Introduction: Hyperpigmentation is a prevalent dermatological condition characterized by the overproduction and deposition of melanin in the skin. Tyrosinase-related proteins 1 (TRP-1) and 2 (TRP-2), also known as dopachrome tautomerase (DCT), are key players in the melanin synthesis pathway. In this review, we aim to explore the structure and role of TRP-1 and TRP-2 in hyperpigmentation. Understanding the involvement of these proteins will shed light on the underlying mechanisms and potential therapeutic strategies for hyperpigmentation disorders. Methods: A comprehensive literature search was conducted using databases such as PubMed, Scopus, and Web of Science. The search terms included "tyrosinase-related proteins 1," "TRP-1," "tyrosinase-related proteins 2," "TRP-2," "hyperpigmentation," and related keywords. Only English-language, full-text articles focusing on the structure and role of TRP-1 and TRP-2 in hyperpigmentation were included. Selected articles were assessed for their relevance to the topic and the quality of evidence presented.
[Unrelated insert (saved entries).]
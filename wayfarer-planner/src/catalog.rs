//! Reference tables the itinerary generator samples from
use serde::{Deserialize, Serialize};
use std::collections::BTreeMap;
use std::sync::OnceLock;
use thiserror::Error;

const DEFAULT_CATALOG_DATA: &str =
    include_str!("../../wayfarer-web/static/assets/data/catalog.json");

static DEFAULT_CATALOG: OnceLock<ReferenceCatalog> = OnceLock::new();

#[derive(Debug, Error)]
pub enum CatalogError {
    #[error("catalog JSON parse error: {0}")]
    Parse(#[from] serde_json::Error),
    #[error("fallback destination `{0}` is not in the catalog")]
    UnknownFallback(String),
    #[error("destination `{0}` has no accommodations")]
    EmptyStays(String),
}

#[derive(Debug, Clone, Copy, PartialEq, Eq, Hash, Serialize, Deserialize)]
#[serde(rename_all = "lowercase")]
pub enum ActivityCategory {
    Sightseeing,
    Adventure,
    Cultural,
    Relaxation,
}

impl ActivityCategory {
    #[must_use]
    pub const fn i18n_key(self) -> &'static str {
        match self {
            Self::Sightseeing => "itinerary.categories.sightseeing",
            Self::Adventure => "itinerary.categories.adventure",
            Self::Cultural => "itinerary.categories.cultural",
            Self::Relaxation => "itinerary.categories.relaxation",
        }
    }
}

#[derive(Debug, Clone, PartialEq, Eq, Serialize, Deserialize)]
pub struct ActivityTemplate {
    pub name: String,
    pub category: ActivityCategory,
    /// Cost in INR
    #[serde(default)]
    pub cost: u32,
    /// Display label such as "4 hours"
    #[serde(default)]
    pub duration: String,
}

#[derive(Debug, Clone, PartialEq, Serialize, Deserialize)]
pub struct AccommodationTemplate {
    pub name: String,
    /// Star tier label such as "5-star"
    pub tier: String,
    #[serde(default)]
    pub rating: f32,
    #[serde(default)]
    pub price_per_night: u32,
}

#[derive(Debug, Clone, PartialEq, Serialize, Deserialize, Default)]
pub struct DestinationCatalog {
    #[serde(default)]
    pub activities: Vec<ActivityTemplate>,
    #[serde(default)]
    pub stays: Vec<AccommodationTemplate>,
}

/// Destination tables plus the shared amenity pool.
#[derive(Debug, Clone, PartialEq, Serialize, Deserialize)]
pub struct ReferenceCatalog {
    pub fallback: String,
    #[serde(default)]
    pub amenities: Vec<String>,
    pub destinations: BTreeMap<String, DestinationCatalog>,
}

impl ReferenceCatalog {
    /// Parse and check a catalog.
    ///
    /// # Errors
    ///
    /// Returns an error if the JSON is malformed, the fallback key is missing,
    /// or any destination lists no accommodations.
    pub fn from_json(json: &str) -> Result<Self, CatalogError> {
        let catalog: Self = serde_json::from_str(json)?;
        catalog.validate()?;
        Ok(catalog)
    }

    /// Check the structural guarantees the generator depends on.
    ///
    /// # Errors
    ///
    /// See [`ReferenceCatalog::from_json`].
    pub fn validate(&self) -> Result<(), CatalogError> {
        if !self.destinations.contains_key(&self.fallback) {
            return Err(CatalogError::UnknownFallback(self.fallback.clone()));
        }
        if let Some((key, _)) = self
            .destinations
            .iter()
            .find(|(_, dest)| dest.stays.is_empty())
        {
            return Err(CatalogError::EmptyStays(key.clone()));
        }
        Ok(())
    }

    /// Process-wide catalog parsed from the embedded asset on first use.
    #[must_use]
    pub fn embedded() -> &'static Self {
        DEFAULT_CATALOG.get_or_init(|| Self::from_json(DEFAULT_CATALOG_DATA).unwrap_or_default())
    }

    #[must_use]
    pub fn contains(&self, key: &str) -> bool {
        self.destinations.contains_key(key)
    }

    /// Resolve a destination key, falling back to the default destination.
    ///
    /// Returns the key actually used together with its tables.
    #[must_use]
    pub fn resolve<'a>(&'a self, key: &str) -> (&'a str, &'a DestinationCatalog) {
        if let Some((found, dest)) = self.destinations.get_key_value(key) {
            return (found.as_str(), dest);
        }
        match self.destinations.get_key_value(&self.fallback) {
            Some((found, dest)) => (found.as_str(), dest),
            None => (self.fallback.as_str(), empty_destination()),
        }
    }

    #[must_use]
    pub fn destination_keys(&self) -> Vec<&str> {
        self.destinations.keys().map(String::as_str).collect()
    }
}

fn empty_destination() -> &'static DestinationCatalog {
    static EMPTY: OnceLock<DestinationCatalog> = OnceLock::new();
    EMPTY.get_or_init(DestinationCatalog::default)
}

impl Default for ReferenceCatalog {
    fn default() -> Self {
        let mut destinations = BTreeMap::new();
        destinations.insert(
            String::from("kerala"),
            DestinationCatalog {
                activities: vec![ActivityTemplate {
                    name: String::from("Backwater Cruise"),
                    category: ActivityCategory::Cultural,
                    cost: 2000,
                    duration: String::from("4 hours"),
                }],
                stays: vec![AccommodationTemplate {
                    name: String::from("Backwater Resort"),
                    tier: String::from("5-star"),
                    rating: 4.8,
                    price_per_night: 15000,
                }],
            },
        );
        Self {
            fallback: String::from("kerala"),
            amenities: vec![String::from("WiFi")],
            destinations,
        }
    }
}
Results: The literature review revealed that TRP-1 and TRP-2 are critical components of the melanin synthesis pathway in melanocytes. TRP-1, a glycoprotein, is primarily involved in the maturation and stabilization of melanin. It plays a key role in eumelanin production and contributes to the brown-black pigmentation of the skin. On the other hand, TRP-2, a multifunctional enzyme, participates in the conversion of dopachrome to 5,6-dihydroxyindole-2-carboxylic acid (DHICA), a precursor of both eumelanin and pheomelanin. TRP-2 also exhibits antioxidant properties and is involved in melanosome transport and melanin deposition. Discussion: The structural characteristics of TRP-1 and TRP-2 enable their crucial functions in the melanin synthesis pathway and contribute to the complexity of hyperpigmentation. Dysregulation of TRP-1 and TRP-2 expression and activity has been linked to hyperpigmentation disorders, including melasma and post-inflammatory hyperpigmentation. Understanding the specific roles of TRP-1 and TRP-2 in hyperpigmentation may provide insights into potential therapeutic targets. Strategies to modulate the activity or expression levels of TRP-1 and TRP-2 could hold promise for the treatment of the mentioned disorders.